**Exercise description**
Search the data below for "error"; list each line that holds it.

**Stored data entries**
============================================================

pub mod cli;
pub mod io;
pub mod logging;
pub mod model;
pub mod ops;
pub mod util;
//! Logging bootstrap for the `pt` binary.
//!
//! Diagnostics go to stderr so that `--json` output on stdout stays clean.
//! Messages use the `event=<name> status=<ok|error> key=value` shape.
//! `RUST_LOG` overrides the configured level.

use std::sync::OnceLock;

use flexi_logger::{Logger, LoggerHandle};
use log::debug;

static LOGGER: OnceLock<LoggerHandle> = OnceLock::new();

/// Level used before a config has been read, or when it has none
pub const DEFAULT_LEVEL: &str = "warn";

/// Start the logger once per process. Later calls are ignored.
///
/// Failures are reported on stderr and never stop the command.
pub fn init_logging(level: &str) {
    if LOGGER.get().is_some() {
        return;
    }
    let level = match normalize_level(level) {
        Ok(level) => level,
        Err(msg) => {
            eprintln!("warning: {}", msg);
            DEFAULT_LEVEL
        }
    };
    let started = Logger::try_with_env_or_str(level).and_then(|logger| {
        logger
            .log_to_stderr()
            .format(flexi_logger::default_format)
            .start()
    });
    match started {
        Ok(handle) => {
            let _ = LOGGER.set(handle);
            debug!(
                "event=logging_init status=ok level={} version={}",
                level,
                env!("CARGO_PKG_VERSION")
            );
        }
        Err(e) => eprintln!("warning: could not start logger: {}", e),
    }
}

/// Map a configured level onto one flexi_logger accepts.
pub fn normalize_level(level: &str) -> Result<&'static str, String> {
    match level.trim().to_ascii_lowercase().as_str() {
        "off" => Ok("off"),
        "trace" => Ok("trace"),
        "debug" => Ok("debug"),
        "info" => Ok("info"),
        "warn" | "warning" => Ok("warn"),
        "error" => Ok("error"),
        other => Err(format!(
            "unsupported log level `{other}`; expected off|trace|debug|info|warn|error"
        )),
    }
}

#[cfg(test)]
mod tests {
    use super::*;

    #[test]
    fn test_normalize_level() {
        assert_eq!(normalize_level(" WARNING "), Ok("warn"));
        assert_eq!(normalize_level("debug"), Ok("debug"));
        assert!(normalize_level("loud").is_err());
    }
}
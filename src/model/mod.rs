pub mod category;
pub mod config;
pub mod document;
pub mod progress;
pub mod task;
pub mod theme;

pub use category::*;
pub use config::*;
pub use document::*;
pub use progress::*;
pub use task::*;
pub use theme::*;
use serde::{Deserialize, Serialize};

use super::category::CategoryGroup;
use super::task::Priority;
use super::theme::DEFAULT_THEME;

/// Configuration from `.tracker/config.toml`
#[derive(Debug, Clone, Serialize, Deserialize)]
pub struct TrackerConfig {
    pub tracker: TrackerInfo,
    #[serde(default)]
    pub ui: UiConfig,
    #[serde(default)]
    pub log: LogConfig,
    #[serde(default)]
    pub defaults: DefaultsConfig,
}

#[derive(Debug, Clone, Serialize, Deserialize)]
pub struct TrackerInfo {
    pub name: String,
}

#[derive(Debug, Clone, Serialize, Deserialize)]
pub struct UiConfig {
    /// Selected theme key; unknown values render with the default theme
    #[serde(default = "default_theme")]
    pub theme: String,
}

impl Default for UiConfig {
    fn default() -> Self {
        UiConfig {
            theme: default_theme(),
        }
    }
}

fn default_theme() -> String {
    DEFAULT_THEME.to_string()
}

#[derive(Debug, Clone, Serialize, Deserialize)]
pub struct LogConfig {
    /// flexi_logger spec, e.g. `warn` or `tracker=debug`
    #[serde(default = "default_log_level")]
    pub level: String,
}

impl Default for LogConfig {
    fn default() -> Self {
        LogConfig {
            level: default_log_level(),
        }
    }
}

fn default_log_level() -> String {
    "warn".to_string()
}

/// Values used by the CLI when a flag is omitted
#[derive(Debug, Clone, Serialize, Deserialize)]
pub struct DefaultsConfig {
    #[serde(default)]
    pub group: CategoryGroup,
    #[serde(default)]
    pub priority: Priority,
    #[serde(default = "default_weight")]
    pub weight: u32,
}

impl Default for DefaultsConfig {
    fn default() -> Self {
        DefaultsConfig {
            group: CategoryGroup::default(),
            priority: Priority::default(),
            weight: default_weight(),
        }
    }
}

fn default_weight() -> u32 {
    1
}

============================================================

**Solved exercise**
//! Messages use the `event=<name> status=<ok|error> key=value` shape.
        "error" => Ok("error"),
            "unsupported log level `{other}`; expected off|trace|debug|info|warn|error"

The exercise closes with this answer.